Photo: Abbie Trayler-Smith / Oxfam

Culture interne et politiques de prévention : Oxfam progresse

Montréal, 13 mai 2019 – Oxfam publie aujourd’hui le 4e rapport d’avancement de son plan d’action en 10 points visant le renforcement de sa culture interne, de ses politiques de prévention du harcèlement, de l’exploitation et des abus sexuels ainsi que de soutien aux personnes survivantes.

Le rapport rendu public aujourd’hui conclut que les membres du personnel d’Oxfam sont désormais mieux outillés pour dénoncer des comportements inacceptables et y faire face, tandis que l’organisation poursuit ses réformes de grande envergure en matière de culture interne, de prévention et de protection.

Les nouvelles procédures opérationnelles standardisées d’Oxfam améliorent la rapidité et la cohérence des signalements de faits repréhensibles, y compris auprès des bailleurs de fonds et des autorités. Les équipes pays d’Oxfam informent actuellement les gouvernements, les bailleurs de fonds et d’autres organismes au sujet des nouveaux systèmes mis en place. Ses affiliés, dont Oxfam-Québec, réitèrent leur conformité avec les normes du pays concerné et celles des bailleurs. Oxfam a par ailleurs pris plusieurs autres mesures détaillées dans le communiqué émis aujourd’hui.

Oxfam-Québec entame le dialogue sur sa culture interne

Au cours du dernier trimestre, Oxfam-Québec a également poursuivi ses efforts visant à renforcer sa culture interne. C’est dans cet esprit que tous les membres du personnel ont terminé ces trois formations obligatoires :

  • Introduction à la justice entre les femmes et les hommes chez Oxfam
  • Protection contre l’exploitation et l’abus sexuel
  • Nations unies : combattre l’exploitation et les abus sexuels

La formation Vivre nos valeurs sera pour sa part offerte d’ici fin juin 2019. Toutes les employées et tous les employés sont tenus de la suivre d’ici la fin du présent trimestre.

« Cette formation sera l’occasion d’échanger avec nos équipes sur les résultats de l’enquête menée par Oxfam sur notre culture interne et à laquelle 4000 membres de l’équipe ont répondu, souligne Annie Vaillancourt, directrice – ressources humaines chez Oxfam-Québec. Nous ne pouvons pas améliorer notre culture sans l’adhésion des membres de notre personnel aux valeurs et principes qui le guident. Nous avons l’assurance que notre réussite repose sur notre capacité à nous solidariser vers un seul et même objectif : le bien-être de toutes et tous. Et la formation Vivre nos valeurs en est l’une des pièces maîtresses », conclut-elle.

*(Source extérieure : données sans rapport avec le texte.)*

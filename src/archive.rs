use crate::error::{Error, Result};
use crate::merge::merge_edit;
use crate::operations::ArchiveOperations;
use crate::xml;
use log::{debug, info, warn};
use serde::Serialize;
use std::{
    collections::{HashMap, HashSet},
    fs,
    io::{Read, Write},
    path::{Path, PathBuf},
};
use walkdir::WalkDir;
use zip::write::SimpleFileOptions;

#[derive(Debug, Clone, PartialEq, Eq)]
pub struct ArchiveEntry {
    pub name: String,
    pub order: usize,
    pub content: Vec<u8>,
}

pub trait ArchiveCodec {
    fn read_entries(&self, path: &Path) -> Result<Vec<ArchiveEntry>>;
    fn write_entries(&self, path: &Path, entries: &[ArchiveEntry]) -> Result<()>;
}

/// Archives kept unpacked: the archive path is a directory and every file
/// below it is an entry, ordered by name.
#[derive(Debug, Clone, Copy, Default)]
pub struct UnpackedArchiveCodec;

impl ArchiveCodec for UnpackedArchiveCodec {
    fn read_entries(&self, path: &Path) -> Result<Vec<ArchiveEntry>> {
        let mut files = Vec::new();
        for entry in WalkDir::new(path).follow_links(false).sort_by_file_name() {
            let entry = entry.map_err(|err| {
                let source = err
                    .into_io_error()
                    .unwrap_or_else(|| std::io::Error::other("walk failed"));
                Error::io(path, source)
            })?;
            if !entry.file_type().is_file() {
                continue;
            }
            let relative = entry
                .path()
                .strip_prefix(path)
                .map_err(|err| Error::io(entry.path(), std::io::Error::other(err)))?;
            let name = relative.to_string_lossy().replace('\\', "/");
            let content = fs::read(entry.path()).map_err(|err| Error::io(entry.path(), err))?;
            files.push((name, content));
        }
        Ok(files
            .into_iter()
            .enumerate()
            .map(|(order, (name, content))| ArchiveEntry {
                name,
                order,
                content,
            })
            .collect())
    }

    fn write_entries(&self, path: &Path, entries: &[ArchiveEntry]) -> Result<()> {
        for entry in entries {
            let dest = path.join(&entry.name);
            if let Some(parent) = dest.parent() {
                fs::create_dir_all(parent).map_err(|err| Error::io(parent, err))?;
            }
            let temp = dest.with_extension("vppforge.tmp");
            fs::write(&temp, &entry.content).map_err(|err| Error::io(&temp, err))?;
            fs::rename(&temp, &dest).map_err(|err| Error::io(&dest, err))?;
        }
        Ok(())
    }
}

/// Archives stored as a single zip container, entries in container order.
///
/// Writing rebuilds the whole container with changed entries substituted.
#[derive(Debug, Clone, Copy, Default)]
pub struct ZipArchiveCodec;

impl ArchiveCodec for ZipArchiveCodec {
    fn read_entries(&self, path: &Path) -> Result<Vec<ArchiveEntry>> {
        let file = fs::File::open(path).map_err(|err| Error::io(path, err))?;
        let mut archive = zip::ZipArchive::new(file).map_err(|err| zip_error(path, err))?;
        let mut entries = Vec::with_capacity(archive.len());
        for i in 0..archive.len() {
            let mut file = archive.by_index(i).map_err(|err| zip_error(path, err))?;
            if file.is_dir() {
                continue;
            }
            let mut content = Vec::with_capacity(file.size() as usize);
            file.read_to_end(&mut content)
                .map_err(|err| Error::io(path, err))?;
            entries.push(ArchiveEntry {
                name: file.name().to_string(),
                order: entries.len(),
                content,
            });
        }
        Ok(entries)
    }

    fn write_entries(&self, path: &Path, entries: &[ArchiveEntry]) -> Result<()> {
        let mut changed: HashMap<String, &ArchiveEntry> = entries
            .iter()
            .map(|entry| (entry.name.to_lowercase(), entry))
            .collect();
        let mut all = if path.exists() {
            self.read_entries(path)?
        } else {
            Vec::new()
        };
        for entry in all.iter_mut() {
            if let Some(update) = changed.remove(&entry.name.to_lowercase()) {
                entry.content = update.content.clone();
            }
        }
        let mut added: Vec<&ArchiveEntry> = changed.into_values().collect();
        added.sort_by_key(|entry| entry.order);
        all.extend(added.into_iter().cloned());

        let temp = path.with_extension("vppforge.tmp");
        {
            let file = fs::File::create(&temp).map_err(|err| Error::io(&temp, err))?;
            let mut writer = zip::ZipWriter::new(file);
            let options = SimpleFileOptions::default();
            for entry in &all {
                writer
                    .start_file(entry.name.as_str(), options)
                    .map_err(|err| zip_error(&temp, err))?;
                writer
                    .write_all(&entry.content)
                    .map_err(|err| Error::io(&temp, err))?;
            }
            writer.finish().map_err(|err| zip_error(&temp, err))?;
        }
        fs::rename(&temp, path).map_err(|err| Error::io(path, err))?;
        Ok(())
    }
}

fn zip_error(path: &Path, source: zip::result::ZipError) -> Error {
    Error::Archive {
        path: path.to_path_buf(),
        source,
    }
}

#[derive(Debug, Clone, Default, Serialize)]
pub struct ArchiveReport {
    pub archive: String,
    pub swapped: Vec<String>,
    pub edited: Vec<String>,
    pub missing: Vec<String>,
}

impl ArchiveReport {
    pub fn modified(&self) -> bool {
        !self.swapped.is_empty() || !self.edited.is_empty()
    }
}

/// Runs one archive's operations: per entry, every swap in order, then every
/// edit merged into the parsed tree. The archive is written back once, and
/// only when something changed.
pub fn apply_archive(
    codec: &dyn ArchiveCodec,
    archive_path: &Path,
    operations: &ArchiveOperations,
) -> Result<ArchiveReport> {
    let mut entries = codec.read_entries(archive_path)?;
    let mut report = ArchiveReport {
        archive: operations.archive.clone(),
        ..ArchiveReport::default()
    };
    let mut seen = HashSet::new();
    let mut changed = Vec::new();

    for entry in entries.iter_mut() {
        let key = entry.name.to_lowercase();
        if !operations.touches(&key) {
            continue;
        }
        seen.insert(key.clone());

        if let Some(swaps) = operations.swaps.get(&key) {
            for swap in swaps {
                entry.content =
                    fs::read(&swap.source).map_err(|err| Error::io(&swap.source, err))?;
                debug!("swapped {} from {:?}", swap.path, swap.source);
            }
            report.swapped.push(entry.name.clone());
        }

        if let Some(edits) = operations.edits.get(&key) {
            let mut doc = xml::parse_bytes(&entry.content)?;
            for edit in edits {
                merge_edit(&edit.as_element(), &mut doc.root, edit.action.as_deref())?;
                debug!("merged edit #{} into {}", edit.index, edit.path);
            }
            entry.content = xml::to_bytes(&doc)?;
            report.edited.push(entry.name.clone());
        }
        changed.push(entry.clone());
    }

    for key in operations.entry_keys() {
        if !seen.contains(&key) {
            warn!("{}: no entry named {key}, operations skipped", operations.archive);
            report.missing.push(key);
        }
    }

    if !changed.is_empty() {
        codec.write_entries(archive_path, &changed)?;
        info!(
            "{}: {} entr{} rewritten",
            operations.archive,
            changed.len(),
            if changed.len() == 1 { "y" } else { "ies" }
        );
    }
    Ok(report)
}

pub fn archive_location(game_root: &Path, archive: &str) -> PathBuf {
    game_root.join(archive)
}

L’enquête menée par Oxfam a permis de cerner les principaux facteurs à l’origine des préoccupations des membres du personnel et d’en assurer le suivi, notamment sur le plan du bien-être, de la conciliation entre vie professionnelle et vie privée, de la dénonciation des irrégularités dans le milieu du travail. Cette enquête a révélé que :

  • Les membres du personnel d’Oxfam ne vivent pas toutes et tous sa culture interne de la même manière : il existe beaucoup d’expériences différentes en la matière. La majorité des membres du personnel affirment se sentir suffisamment en sécurité pour signaler des faits de harcèlement, d’exploitation ou d’abus sexuels à travers les mécanismes officiels de signalement ainsi que pour aborder des questions délicates avec leur responsable hiérarchique.
  • Bien que seule une petite partie du personnel ait eu des expériences négatives en la matière, celles-ci n’en demeurent pas moins inacceptables, et il est essentiel qu’Oxfam poursuive ses efforts de perfectionnement. D’après les témoignages reçus, les expériences négatives vécues par le personnel sont plus susceptibles d’être liées à des questions de hiérarchie, de sexe, de contrôle des ressources et d’origine.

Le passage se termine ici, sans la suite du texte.